I want to know all about treatment options for cervical and lumbar spondylosis?
Head, Department of Orthopaedics,
St. Stephens Hospital,
New Delhi
Q: I am 36 years old female suffering from cervical as well as lumbar spondylosis. The MRIs show prolapse and neurosurgeon has advised surgery for both sites. I want to know about the best way of surgery, like replacing the discs with the portion of body part or inert a titanium part. Which are the best hospitals in the country for such operations? What are the surgery costs? What are the post-operative precautions and how long does the post-operative treatment continue? Will my pains go after the surgery?

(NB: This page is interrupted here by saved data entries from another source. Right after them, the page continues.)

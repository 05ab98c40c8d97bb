use secp256k1::{ecdsa::Signature, Message, PublicKey, Secp256k1, SecretKey, VerifyOnly};
use sha2::{Digest, Sha256};

/// SHA-256 digest of `data`
pub fn sha256(data: &[u8]) -> [u8; 32] {
    let mut hasher = Sha256::new();
    hasher.update(data);
    hasher.finalize().into()
}

/// Checks that `signature` was produced over `message` by the holder of `public_key`.
///
/// Implementations must treat undecodable keys or signatures as a failed
/// verification rather than an error, so that batch processing stays total.
pub trait SignatureVerifier {
    fn verify(&self, public_key: &[u8], message: &[u8], signature: &[u8]) -> bool;
}

/// secp256k1 ECDSA over the SHA-256 digest of the message.
///
/// Public keys are SEC1 encoded (compressed or uncompressed), signatures are DER.
#[derive(Debug, Clone)]
pub struct EcdsaVerifier {
    secp: Secp256k1<VerifyOnly>,
}

impl EcdsaVerifier {
    pub fn new() -> Self {
        Self {
            secp: Secp256k1::verification_only(),
        }
    }
}

impl Default for EcdsaVerifier {
    fn default() -> Self {
        Self::new()
    }
}

impl SignatureVerifier for EcdsaVerifier {
    fn verify(&self, public_key: &[u8], message: &[u8], signature: &[u8]) -> bool {
        let Ok(public_key) = PublicKey::from_slice(public_key) else {
            return false;
        };

        let Ok(signature) = Signature::from_der(signature) else {
            return false;
        };

        let message = Message::from_digest(sha256(message));

        self.secp
            .verify_ecdsa(&message, &signature, &public_key)
            .is_ok()
    }
}

/// Sign `message` with `secret_key`, returning a DER encoded signature that
/// [`EcdsaVerifier`] accepts.
pub fn sign(secret_key: &SecretKey, message: &[u8]) -> Vec<u8> {
    let secp = Secp256k1::signing_only();
    let message = Message::from_digest(sha256(message));

    secp.sign_ecdsa(&message, secret_key).serialize_der().to_vec()
}

/// Compressed SEC1 encoding of the public key belonging to `secret_key`
pub fn public_key_bytes(secret_key: &SecretKey) -> Vec<u8> {
    let secp = Secp256k1::signing_only();

    PublicKey::from_secret_key(&secp, secret_key)
        .serialize()
        .to_vec()
}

Is there any way of avoiding surgery by other methods of treatment? What could be the effect of delaying surgery and can it be avoided?

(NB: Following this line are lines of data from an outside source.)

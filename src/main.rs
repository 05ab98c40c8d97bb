mod config;

use anyhow::{Context, Result};
use clap::Parser;
use config::{CliConfig, Config};
use serde::{Deserialize, Serialize};
use std::fs::File;
use std::io::{self, BufReader, Write};
use tracing::{info, warn};
use tx_handler::{Amount, EpochReport, Transaction, TxHandler, TxHash, UtxoPool};

/// Input document: the pool as of the start of the epoch and the candidates
#[derive(Debug, Deserialize)]
struct EpochInput {
    utxo_pool: UtxoPool,
    #[serde(default)]
    transactions: Vec<Transaction>,
}

#[derive(Debug, Serialize)]
struct RejectedOutput {
    position: usize,
    tx_hash: TxHash,
    reason: String,
}

#[derive(Debug, Serialize)]
struct EpochOutput {
    accepted: Vec<TxHash>,
    #[serde(skip_serializing_if = "Option::is_none")]
    rejected: Option<Vec<RejectedOutput>>,
    /// `null` when the total could not be represented exactly
    fees: Option<Amount>,
    utxo_pool: UtxoPool,
}

fn main() -> Result<()> {
    tracing_subscriber::fmt()
        .with_writer(io::stderr)
        .with_env_filter(
            tracing_subscriber::EnvFilter::try_from_default_env()
                .unwrap_or_else(|_| tracing_subscriber::EnvFilter::new("info")),
        )
        .with_target(false)
        .init();

    let config = CliConfig::parse();

    process_epoch_file(&config)?;

    info!("Processing completed successfully");

    Ok(())
}

fn process_epoch_file<C: Config>(config: &C) -> Result<()> {
    let file = File::open(config.input_path()).context("Failed to open epoch file")?;
    let input: EpochInput =
        serde_json::from_reader(BufReader::new(file)).context("Failed to parse epoch file")?;

    info!(
        "Loaded {} pool entries and {} candidate transactions",
        input.utxo_pool.len(),
        input.transactions.len()
    );

    let mut handler = TxHandler::new(input.utxo_pool);
    let report = handler.process_epoch_with_report(input.transactions);

    for rejection in &report.rejected {
        warn!(
            "Transaction {} at position {} rejected: {}",
            rejection.tx_hash, rejection.position, rejection.reason
        );
    }

    let output = epoch_output(
        report,
        handler.into_utxo_pool(),
        config.report_rejections(),
    );

    let stdout = io::stdout();
    let mut handle = stdout.lock();

    serde_json::to_writer_pretty(&mut handle, &output).context("Failed to serialize epoch result")?;
    writeln!(handle).context("Failed to write to stdout")?;
    handle.flush().context("Failed to flush stdout")?;

    Ok(())
}

fn epoch_output(report: EpochReport, utxo_pool: UtxoPool, report_rejections: bool) -> EpochOutput {
    let rejected = report_rejections.then(|| {
        report
            .rejected
            .iter()
            .map(|rejection| RejectedOutput {
                position: rejection.position,
                tx_hash: rejection.tx_hash,
                reason: rejection.reason.to_string(),
            })
            .collect()
    });

    EpochOutput {
        accepted: report.accepted.iter().map(Transaction::hash).collect(),
        rejected,
        fees: report.fees,
        utxo_pool,
    }
}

A:From your date of birth I see that you are only 36 years old. I am not sure how bad this spondylosis is. Is there any other underlying condition that could modify the picture? For example: fluorosis or any other spondylitis. It is a rare patient that requires surgery at both the levels. Disc surgery is based on symptoms and signs. It is never based on MRI findings alone. I would not recommend that any decision be made on the fact that your spondylosis and disc prolapse are visible on MRI. Are your symptoms worse off in the upper limb or lower limb? What are the signs and symptoms? The type of surgery depends on the levels that are involved and anticipated stability or instability. If it is expected that there is need for some stabilization then that particular segment can be fused by using bone grafting. Artificial discs like titanium discs are not widely prevalent and are more experimental than standard text book protocols. I would not recommend. The cost of surgery varies depending on the hospital and the surgeon you choose. In some of the corporate hospitals these days it may cost upto Rs.1.50 lacs where as in smaller hospitals it may cost Rs.10-20 thousand. Post-operative rehabilitation depends on whether fusion was done or not. If no fusion has been done, then the patient can be up and about in 48 hours time. If fusion is done then mobilization will depend on the type of surgery and the confidence the surgeon has in the stability of fixation. The possibility of deterioration is very unlikely. Maximum relief occurs in the referred pain that occurs in the legs or arms. Local back pain or neck pain may persist to some extent. Normally you should be symptom free.There is no sure-shot way of avoiding surgery. You could try conservative treatment in consultation with the orthopaedic or neurosurgeon. If there are no increasing paralysis or pressure effects on the nerves then there is no risk in delaying surgery. In fact Alf Nachemson the Swedish authority on back pain has found that long term follow-up of operated and un-operated cases were not remarkably different. Whether or not surgery is required depends on the clinical assessment by a competent orthopaedic or neurosurgeon.